文部科学省「学校保健統計調査」の年代別ぜんそく患者数。いずれの年代でも増加している(左)。就寝時の発作は明け方に急増する。これは就寝時に空中に舞ったハウスダストが床に徐々に落ちてくるためだという(右)


 なぜ増加しているのか。永倉氏によると、日本はアレルゲンとなるダニが繁殖しやすい環境にあるという。「ダニが増える条件は気温25〜30度、多湿な気候、エサとなるフケやアカが豊富、そして卵を産みやすいこと。気温と湿度の条件でいえば、6〜7月の梅雨はダニにとって絶好の繁殖期。また有症率増加の要因は、アルミサッシの登場による住宅の高気密化や断熱化もある。住宅性能の向上がダニを繁殖させやすい環境にしている」。

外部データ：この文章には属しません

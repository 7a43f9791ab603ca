use chrono::NaiveDate;
use cot_ingestor::models::record::NormalizedRecord;
use cot_ingestor::models::report::{ReportType, SubType, Variant};
use diesel::dsl::{count_distinct, count_star, max, min};
use diesel::prelude::*;
use indexmap::IndexMap;

use crate::models::CotRecordRow;
use crate::schema::cot_records::dsl as cr;
use crate::store::{CotStore, MarketInfo, MarketSeries, StoreResult, VariantStats};

fn to_records(rows: Vec<CotRecordRow>) -> StoreResult<Vec<NormalizedRecord>> {
    rows.into_iter()
        .map(|r| NormalizedRecord::try_from(r).map_err(anyhow::Error::from))
        .collect()
}

/// Groups newest-first rows by market code, keeping row order within each market.
fn group_by_market(
    rows: Vec<CotRecordRow>,
) -> StoreResult<IndexMap<String, Vec<NormalizedRecord>>> {
    let mut grouped: IndexMap<String, Vec<NormalizedRecord>> = IndexMap::new();
    for row in rows {
        let record = NormalizedRecord::try_from(row)?;
        grouped
            .entry(record.market_code.clone())
            .or_default()
            .push(record);
    }
    Ok(grouped)
}

impl CotStore {
    /// All records of one market in `variant`, newest first.
    pub fn get_market_series(
        &mut self,
        market_code: &str,
        variant: Variant,
    ) -> StoreResult<Vec<NormalizedRecord>> {
        let rows = cr::cot_records
            .filter(cr::market_code.eq(market_code))
            .filter(cr::report_type.eq(variant.report_type.code()))
            .filter(cr::sub_type.eq(variant.sub_type.code()))
            .order(cr::report_date.desc())
            .select(CotRecordRow::as_select())
            .load(&mut self.conn)?;
        to_records(rows)
    }

    /// Distinct markets in `variant`, described by their newest row, ordered by name.
    pub fn get_all_markets_for_variant(&mut self, variant: Variant) -> StoreResult<Vec<MarketInfo>> {
        let rows: Vec<(String, String, String, String)> = cr::cot_records
            .filter(cr::report_type.eq(variant.report_type.code()))
            .filter(cr::sub_type.eq(variant.sub_type.code()))
            .order((cr::market_code.asc(), cr::report_date.desc()))
            .select((
                cr::market_code,
                cr::market_name,
                cr::exchange_code,
                cr::commodity_code,
            ))
            .load(&mut self.conn)?;

        let mut markets: Vec<MarketInfo> = Vec::new();
        for (code, name, exchange_code, commodity_code) in rows {
            if markets.last().is_some_and(|m| m.code == code) {
                continue;
            }
            markets.push(MarketInfo {
                code,
                name,
                exchange_code,
                commodity_code,
            });
        }
        markets.sort_by(|a, b| a.name.cmp(&b.name).then_with(|| a.code.cmp(&b.code)));
        Ok(markets)
    }

    /// Every record of `variant`, grouped by market code (ascending), newest first
    /// within each market. One query for the whole variant.
    pub fn get_bulk_for_variant(
        &mut self,
        variant: Variant,
    ) -> StoreResult<IndexMap<String, Vec<NormalizedRecord>>> {
        let rows = cr::cot_records
            .filter(cr::report_type.eq(variant.report_type.code()))
            .filter(cr::sub_type.eq(variant.sub_type.code()))
            .order((cr::market_code.asc(), cr::report_date.desc()))
            .select(CotRecordRow::as_select())
            .load(&mut self.conn)?;
        group_by_market(rows)
    }

    /// A page of markets (ordered as [`Self::get_all_markets_for_variant`]) with
    /// their full series.
    ///
    /// Lists the variant's markets on every call; callers walking all pages should
    /// list once and use [`Self::get_series_for_markets`].
    pub fn get_variant_page(
        &mut self,
        variant: Variant,
        limit: usize,
        offset: usize,
    ) -> StoreResult<Vec<MarketSeries>> {
        let markets = self.get_all_markets_for_variant(variant)?;
        let end = markets.len().min(offset.saturating_add(limit));
        let page = markets.get(offset..end).unwrap_or_default();
        self.get_series_for_markets(variant, page)
    }

    /// Newest-first series of each of `markets` within `variant`, in the given order.
    /// A market without rows comes back with an empty series.
    pub fn get_series_for_markets(
        &mut self,
        variant: Variant,
        markets: &[MarketInfo],
    ) -> StoreResult<Vec<MarketSeries>> {
        if markets.is_empty() {
            return Ok(Vec::new());
        }
        let codes: Vec<&str> = markets.iter().map(|m| m.code.as_str()).collect();
        let rows = cr::cot_records
            .filter(cr::report_type.eq(variant.report_type.code()))
            .filter(cr::sub_type.eq(variant.sub_type.code()))
            .filter(cr::market_code.eq_any(codes))
            .order((cr::market_code.asc(), cr::report_date.desc()))
            .select(CotRecordRow::as_select())
            .load(&mut self.conn)?;
        let mut grouped = group_by_market(rows)?;

        Ok(markets
            .iter()
            .map(|market| MarketSeries {
                market: market.clone(),
                records: grouped.shift_remove(&market.code).unwrap_or_default(),
            })
            .collect())
    }

    /// Counts and date range, optionally restricted by report type and/or sub-type.
    pub fn get_variant_stats(
        &mut self,
        report_type: Option<ReportType>,
        sub_type: Option<SubType>,
    ) -> StoreResult<VariantStats> {
        let mut query = cr::cot_records
            .select((
                count_star(),
                count_distinct(cr::market_code),
                count_distinct(cr::report_date),
                min(cr::report_date),
                max(cr::report_date),
            ))
            .into_boxed();
        if let Some(rt) = report_type {
            query = query.filter(cr::report_type.eq(rt.code()));
        }
        if let Some(st) = sub_type {
            query = query.filter(cr::sub_type.eq(st.code()));
        }
        let (total_records, total_markets, total_periods, first_date, last_date): (
            i64,
            i64,
            i64,
            Option<NaiveDate>,
            Option<NaiveDate>,
        ) = query.first(&mut self.conn)?;

        Ok(VariantStats {
            total_records,
            total_markets,
            total_periods,
            first_date,
            last_date,
        })
    }

    /// Newest report date in `variant`, or in the whole store.
    pub fn latest_date(&mut self, variant: Option<Variant>) -> StoreResult<Option<NaiveDate>> {
        let stats = self.get_variant_stats(
            variant.map(|v| v.report_type),
            variant.map(|v| v.sub_type),
        )?;
        Ok(stats.last_date)
    }
}
//! Read-only queries over the store, shaped exactly like the exported artifacts.
//!
//! Used by the CLI read commands. Safe to use while a pipeline run is writing: every
//! query sees committed data only.

use cot_ingestor::models::price::PriceBar;
use cot_ingestor::models::report::{GroupDef, ReportType, Variant};
use indexmap::IndexMap;
use serde::Serialize;

use crate::analytics::Calculator;
use crate::export::payload::{build_market_payload, MarketDetail, MarketMeta, ScreenerRow};
use crate::store::{CotStore, MarketInfo, StoreResult, VariantStats};

/// Store-wide and per-variant counts.
#[derive(Debug, Clone, Serialize)]
pub struct StoreStatus {
    pub db_path: String,
    pub overall: VariantStats,
    /// Keyed like `legacy_fo`.
    pub variants: IndexMap<String, VariantStats>,
}

pub struct ReadService {
    store: CotStore,
    calculator: Calculator,
}

impl ReadService {
    pub fn new(store: CotStore, calculator: Calculator) -> Self {
        Self { store, calculator }
    }

    pub fn markets(&mut self, variant: Variant) -> StoreResult<Vec<MarketMeta>> {
        Ok(self
            .store
            .get_all_markets_for_variant(variant)?
            .iter()
            .map(|m| MarketMeta::new(m, variant))
            .collect())
    }

    /// Full detail for one market, or `None` if the market has no rows in `variant`.
    pub fn market_detail(
        &mut self,
        code: &str,
        variant: Variant,
        prices: Option<&[PriceBar]>,
    ) -> StoreResult<Option<MarketDetail>> {
        let records = self.store.get_market_series(code, variant)?;
        let Some(newest) = records.first() else {
            return Ok(None);
        };
        let market = MarketInfo {
            code: newest.market_code.clone(),
            name: newest.market_name.clone(),
            exchange_code: newest.exchange_code.clone(),
            commodity_code: newest.commodity_code.clone(),
        };
        Ok(
            build_market_payload(&self.calculator, &market, variant, &records, prices)
                .map(|p| p.detail),
        )
    }

    /// One row per market, ordered like the market list.
    pub fn screener(&mut self, variant: Variant) -> StoreResult<Vec<ScreenerRow>> {
        let markets = self.store.get_all_markets_for_variant(variant)?;
        let mut series = self.store.get_bulk_for_variant(variant)?;
        Ok(markets
            .iter()
            .filter_map(|market| {
                let records = series.shift_remove(&market.code)?;
                build_market_payload(&self.calculator, market, variant, &records, None)
                    .map(|p| p.screener)
            })
            .collect())
    }

    pub fn groups(report_type: ReportType) -> &'static [GroupDef] {
        report_type.groups()
    }

    pub fn status(&mut self) -> StoreResult<StoreStatus> {
        let overall = self.store.get_variant_stats(None, None)?;
        let mut variants = IndexMap::new();
        for variant in Variant::all() {
            let stats = self
                .store
                .get_variant_stats(Some(variant.report_type), Some(variant.sub_type))?;
            variants.insert(variant.key(), stats);
        }
        Ok(StoreStatus {
            db_path: self.store.path().to_string(),
            overall,
            variants,
        })
    }
}
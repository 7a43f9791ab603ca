//! Source column layouts per report type.
//!
//! Each table lists the published columns in file order. Yearly archives carry the
//! names in a header row; current-week files are headerless and bind by position,
//! so the order here must match the published layout up to the last bound column.

use crate::models::report::{GroupKey, ReportType};

/// A normalized field a source column feeds.
#[derive(Debug, Clone, Copy, PartialEq, Eq)]
pub enum Field {
    MarketName,
    DateYymmdd,
    DateIso,
    MarketCode,
    ExchangeCode,
    CommodityCode,
    OpenInterest,
    OpenInterestChange,
    TotalReptLong,
    TotalReptShort,
    Group(GroupKey, GroupField),
}

/// A per-group measure.
#[derive(Debug, Clone, Copy, PartialEq, Eq)]
pub enum GroupField {
    Long,
    Short,
    Spread,
    LongChange,
    ShortChange,
    SpreadChange,
    PctLong,
    PctShort,
    PctSpread,
}

/// One source column.
#[derive(Debug, Clone, Copy)]
pub struct Column {
    pub name: &'static str,
    pub field: Option<Field>,
}

const fn col(name: &'static str, field: Field) -> Column {
    Column {
        name,
        field: Some(field),
    }
}

const fn skip(name: &'static str) -> Column {
    Column { name, field: None }
}

const fn g(key: GroupKey, field: GroupField) -> Field {
    Field::Group(key, field)
}

use Field::*;
use GroupField::*;
use GroupKey::*;

/// Ordered layout for a report type.
pub fn layout(report_type: ReportType) -> &'static [Column] {
    match report_type {
        ReportType::Legacy => LEGACY,
        ReportType::Disaggregated => DISAGG,
        ReportType::FinancialFutures => TFF,
    }
}

static LEGACY: &[Column] = &[
    col("Market and Exchange Names", MarketName),
    col("As of Date in Form YYMMDD", DateYymmdd),
    col("As of Date in Form YYYY-MM-DD", DateIso),
    col("CFTC Contract Market Code", MarketCode),
    col("CFTC Market Code in Initials", ExchangeCode),
    skip("CFTC Region Code"),
    col("CFTC Commodity Code", CommodityCode),
    col("Open Interest (All)", OpenInterest),
    col("Noncommercial Positions-Long (All)", g(G1, Long)),
    col("Noncommercial Positions-Short (All)", g(G1, Short)),
    col("Noncommercial Positions-Spreading (All)", g(G1, Spread)),
    col("Commercial Positions-Long (All)", g(G2, Long)),
    col("Commercial Positions-Short (All)", g(G2, Short)),
    col("Total Reportable Positions-Long (All)", TotalReptLong),
    col("Total Reportable Positions-Short (All)", TotalReptShort),
    col("Nonreportable Positions-Long (All)", g(G3, Long)),
    col("Nonreportable Positions-Short (All)", g(G3, Short)),
    skip("Open Interest (Old)"),
    skip("Noncommercial Positions-Long (Old)"),
    skip("Noncommercial Positions-Short (Old)"),
    skip("Noncommercial Positions-Spreading (Old)"),
    skip("Commercial Positions-Long (Old)"),
    skip("Commercial Positions-Short (Old)"),
    skip("Total Reportable Positions-Long (Old)"),
    skip("Total Reportable Positions-Short (Old)"),
    skip("Nonreportable Positions-Long (Old)"),
    skip("Nonreportable Positions-Short (Old)"),
    skip("Open Interest (Other)"),
    skip("Noncommercial Positions-Long (Other)"),
    skip("Noncommercial Positions-Short (Other)"),
    skip("Noncommercial Positions-Spreading (Other)"),
    skip("Commercial Positions-Long (Other)"),
    skip("Commercial Positions-Short (Other)"),
    skip("Total Reportable Positions-Long (Other)"),
    skip("Total Reportable Positions-Short (Other)"),
    skip("Nonreportable Positions-Long (Other)"),
    skip("Nonreportable Positions-Short (Other)"),
    col("Change in Open Interest (All)", OpenInterestChange),
    col("Change in Noncommercial-Long (All)", g(G1, LongChange)),
    col("Change in Noncommercial-Short (All)", g(G1, ShortChange)),
    col("Change in Noncommercial-Spreading (All)", g(G1, SpreadChange)),
    col("Change in Commercial-Long (All)", g(G2, LongChange)),
    col("Change in Commercial-Short (All)", g(G2, ShortChange)),
    skip("Change in Total Reportable-Long (All)"),
    skip("Change in Total Reportable-Short (All)"),
    col("Change in Nonreportable-Long (All)", g(G3, LongChange)),
    col("Change in Nonreportable-Short (All)", g(G3, ShortChange)),
    skip("% of Open Interest (OI) (All)"),
    col("% of OI-Noncommercial-Long (All)", g(G1, PctLong)),
    col("% of OI-Noncommercial-Short (All)", g(G1, PctShort)),
    col("% of OI-Noncommercial-Spreading (All)", g(G1, PctSpread)),
    col("% of OI-Commercial-Long (All)", g(G2, PctLong)),
    col("% of OI-Commercial-Short (All)", g(G2, PctShort)),
    skip("% of OI-Total Reportable-Long (All)"),
    skip("% of OI-Total Reportable-Short (All)"),
    col("% of OI-Nonreportable-Long (All)", g(G3, PctLong)),
    col("% of OI-Nonreportable-Short (All)", g(G3, PctShort)),
];

static DISAGG: &[Column] = &[
    col("Market_and_Exchange_Names", MarketName),
    col("As_of_Date_In_Form_YYMMDD", DateYymmdd),
    col("Report_Date_as_YYYY-MM-DD", DateIso),
    col("CFTC_Contract_Market_Code", MarketCode),
    col("CFTC_Market_Code", ExchangeCode),
    skip("CFTC_Region_Code"),
    col("CFTC_Commodity_Code", CommodityCode),
    col("Open_Interest_All", OpenInterest),
    col("Prod_Merc_Positions_Long_All", g(G1, Long)),
    col("Prod_Merc_Positions_Short_All", g(G1, Short)),
    col("Swap_Positions_Long_All", g(G2, Long)),
    col("Swap__Positions_Short_All", g(G2, Short)),
    col("Swap__Positions_Spread_All", g(G2, Spread)),
    col("M_Money_Positions_Long_All", g(G3, Long)),
    col("M_Money_Positions_Short_All", g(G3, Short)),
    col("M_Money_Positions_Spread_All", g(G3, Spread)),
    col("Other_Rept_Positions_Long_All", g(G4, Long)),
    col("Other_Rept_Positions_Short_All", g(G4, Short)),
    col("Other_Rept_Positions_Spread_All", g(G4, Spread)),
    col("Tot_Rept_Positions_Long_All", TotalReptLong),
    col("Tot_Rept_Positions_Short_All", TotalReptShort),
    col("NonRept_Positions_Long_All", g(G5, Long)),
    col("NonRept_Positions_Short_All", g(G5, Short)),
    skip("Open_Interest_Old"),
    skip("Prod_Merc_Positions_Long_Old"),
    skip("Prod_Merc_Positions_Short_Old"),
    skip("Swap_Positions_Long_Old"),
    skip("Swap__Positions_Short_Old"),
    skip("Swap__Positions_Spread_Old"),
    skip("M_Money_Positions_Long_Old"),
    skip("M_Money_Positions_Short_Old"),
    skip("M_Money_Positions_Spread_Old"),
    skip("Other_Rept_Positions_Long_Old"),
    skip("Other_Rept_Positions_Short_Old"),
    skip("Other_Rept_Positions_Spread_Old"),
    skip("Tot_Rept_Positions_Long_Old"),
    skip("Tot_Rept_Positions_Short_Old"),
    skip("NonRept_Positions_Long_Old"),
    skip("NonRept_Positions_Short_Old"),
    skip("Open_Interest_Other"),
    skip("Prod_Merc_Positions_Long_Other"),
    skip("Prod_Merc_Positions_Short_Other"),
    skip("Swap_Positions_Long_Other"),
    skip("Swap__Positions_Short_Other"),
    skip("Swap__Positions_Spread_Other"),
    skip("M_Money_Positions_Long_Other"),
    skip("M_Money_Positions_Short_Other"),
    skip("M_Money_Positions_Spread_Other"),
    skip("Other_Rept_Positions_Long_Other"),
    skip("Other_Rept_Positions_Short_Other"),
    skip("Other_Rept_Positions_Spread_Other"),
    skip("Tot_Rept_Positions_Long_Other"),
    skip("Tot_Rept_Positions_Short_Other"),
    skip("NonRept_Positions_Long_Other"),
    skip("NonRept_Positions_Short_Other"),
    col("Change_in_Open_Interest_All", OpenInterestChange),
    col("Change_in_Prod_Merc_Long_All", g(G1, LongChange)),
    col("Change_in_Prod_Merc_Short_All", g(G1, ShortChange)),
    col("Change_in_Swap_Long_All", g(G2, LongChange)),
    col("Change_in_Swap_Short_All", g(G2, ShortChange)),
    col("Change_in_Swap_Spread_All", g(G2, SpreadChange)),
    col("Change_in_M_Money_Long_All", g(G3, LongChange)),
    col("Change_in_M_Money_Short_All", g(G3, ShortChange)),
    col("Change_in_M_Money_Spread_All", g(G3, SpreadChange)),
    col("Change_in_Other_Rept_Long_All", g(G4, LongChange)),
    col("Change_in_Other_Rept_Short_All", g(G4, ShortChange)),
    col("Change_in_Other_Rept_Spread_All", g(G4, SpreadChange)),
    skip("Change_in_Tot_Rept_Long_All"),
    skip("Change_in_Tot_Rept_Short_All"),
    col("Change_in_NonRept_Long_All", g(G5, LongChange)),
    col("Change_in_NonRept_Short_All", g(G5, ShortChange)),
    skip("Pct_of_Open_Interest_All"),
    col("Pct_of_OI_Prod_Merc_Long_All", g(G1, PctLong)),
    col("Pct_of_OI_Prod_Merc_Short_All", g(G1, PctShort)),
    col("Pct_of_OI_Swap_Long_All", g(G2, PctLong)),
    col("Pct_of_OI_Swap_Short_All", g(G2, PctShort)),
    col("Pct_of_OI_Swap_Spread_All", g(G2, PctSpread)),
    col("Pct_of_OI_M_Money_Long_All", g(G3, PctLong)),
    col("Pct_of_OI_M_Money_Short_All", g(G3, PctShort)),
    col("Pct_of_OI_M_Money_Spread_All", g(G3, PctSpread)),
    col("Pct_of_OI_Other_Rept_Long_All", g(G4, PctLong)),
    col("Pct_of_OI_Other_Rept_Short_All", g(G4, PctShort)),
    col("Pct_of_OI_Other_Rept_Spread_All", g(G4, PctSpread)),
    skip("Pct_of_OI_Tot_Rept_Long_All"),
    skip("Pct_of_OI_Tot_Rept_Short_All"),
    col("Pct_of_OI_NonRept_Long_All", g(G5, PctLong)),
    col("Pct_of_OI_NonRept_Short_All", g(G5, PctShort)),
];

static TFF: &[Column] = &[
    col("Market_and_Exchange_Names", MarketName),
    col("As_of_Date_In_Form_YYMMDD", DateYymmdd),
    col("Report_Date_as_YYYY-MM-DD", DateIso),
    col("CFTC_Contract_Market_Code", MarketCode),
    col("CFTC_Market_Code", ExchangeCode),
    skip("CFTC_Region_Code"),
    col("CFTC_Commodity_Code", CommodityCode),
    col("Open_Interest_All", OpenInterest),
    col("Dealer_Positions_Long_All", g(G1, Long)),
    col("Dealer_Positions_Short_All", g(G1, Short)),
    col("Dealer_Positions_Spread_All", g(G1, Spread)),
    col("Asset_Mgr_Positions_Long_All", g(G2, Long)),
    col("Asset_Mgr_Positions_Short_All", g(G2, Short)),
    col("Asset_Mgr_Positions_Spread_All", g(G2, Spread)),
    col("Lev_Money_Positions_Long_All", g(G3, Long)),
    col("Lev_Money_Positions_Short_All", g(G3, Short)),
    col("Lev_Money_Positions_Spread_All", g(G3, Spread)),
    col("Other_Rept_Positions_Long_All", g(G4, Long)),
    col("Other_Rept_Positions_Short_All", g(G4, Short)),
    col("Other_Rept_Positions_Spread_All", g(G4, Spread)),
    col("Tot_Rept_Positions_Long_All", TotalReptLong),
    col("Tot_Rept_Positions_Short_All", TotalReptShort),
    col("NonRept_Positions_Long_All", g(G5, Long)),
    col("NonRept_Positions_Short_All", g(G5, Short)),
    col("Change_in_Open_Interest_All", OpenInterestChange),
    col("Change_in_Dealer_Long_All", g(G1, LongChange)),
    col("Change_in_Dealer_Short_All", g(G1, ShortChange)),
    col("Change_in_Dealer_Spread_All", g(G1, SpreadChange)),
    col("Change_in_Asset_Mgr_Long_All", g(G2, LongChange)),
    col("Change_in_Asset_Mgr_Short_All", g(G2, ShortChange)),
    col("Change_in_Asset_Mgr_Spread_All", g(G2, SpreadChange)),
    col("Change_in_Lev_Money_Long_All", g(G3, LongChange)),
    col("Change_in_Lev_Money_Short_All", g(G3, ShortChange)),
    col("Change_in_Lev_Money_Spread_All", g(G3, SpreadChange)),
    col("Change_in_Other_Rept_Long_All", g(G4, LongChange)),
    col("Change_in_Other_Rept_Short_All", g(G4, ShortChange)),
    col("Change_in_Other_Rept_Spread_All", g(G4, SpreadChange)),
    skip("Change_in_Tot_Rept_Long_All"),
    skip("Change_in_Tot_Rept_Short_All"),
    col("Change_in_NonRept_Long_All", g(G5, LongChange)),
    col("Change_in_NonRept_Short_All", g(G5, ShortChange)),
    skip("Pct_of_Open_Interest_All"),
    col("Pct_of_OI_Dealer_Long_All", g(G1, PctLong)),
    col("Pct_of_OI_Dealer_Short_All", g(G1, PctShort)),
    col("Pct_of_OI_Dealer_Spread_All", g(G1, PctSpread)),
    col("Pct_of_OI_Asset_Mgr_Long_All", g(G2, PctLong)),
    col("Pct_of_OI_Asset_Mgr_Short_All", g(G2, PctShort)),
    col("Pct_of_OI_Asset_Mgr_Spread_All", g(G2, PctSpread)),
    col("Pct_of_OI_Lev_Money_Long_All", g(G3, PctLong)),
    col("Pct_of_OI_Lev_Money_Short_All", g(G3, PctShort)),
    col("Pct_of_OI_Lev_Money_Spread_All", g(G3, PctSpread)),
    col("Pct_of_OI_Other_Rept_Long_All", g(G4, PctLong)),
    col("Pct_of_OI_Other_Rept_Short_All", g(G4, PctShort)),
    col("Pct_of_OI_Other_Rept_Spread_All", g(G4, PctSpread)),
    skip("Pct_of_OI_Tot_Rept_Long_All"),
    skip("Pct_of_OI_Tot_Rept_Short_All"),
    col("Pct_of_OI_NonRept_Long_All", g(G5, PctLong)),
    col("Pct_of_OI_NonRept_Short_All", g(G5, PctShort)),
];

 症状を効果的に抑える治療として「吸引ステロイド薬」があるが、一方でその副作用も懸念されている。5〜6年間にわたり吸引ステロイド薬の治療を続けた子ども達と、使わなかった子ども達を比べると、24.9歳の時点で身長に1.2センチの差が出た調査結果もある。永倉氏は「症状を抑えることに役立つが、使い続けると子どもの成長抑制のリスクもある。薬の使用量を抑えるだけではなく、予防、発症させないことが重要だ」と指摘した。

小児ぜんそくは夏から秋にかけて増加傾向にある

 小児ぜんそくの発症は夏から秋にかけて増加傾向にある。それは、高温多湿になる梅雨の時期に急増したダニが秋口に死に、死骸がハウスダストとなって“飛び散る”ためだ。永倉氏は、「10月頃に室内のアレルゲンが増えることになる。対策は家の中のダニを除去すること。寝具や床、ふとんカバーの交換など、まさにこの時期からの対策が重要だ」と警鐘を鳴らした。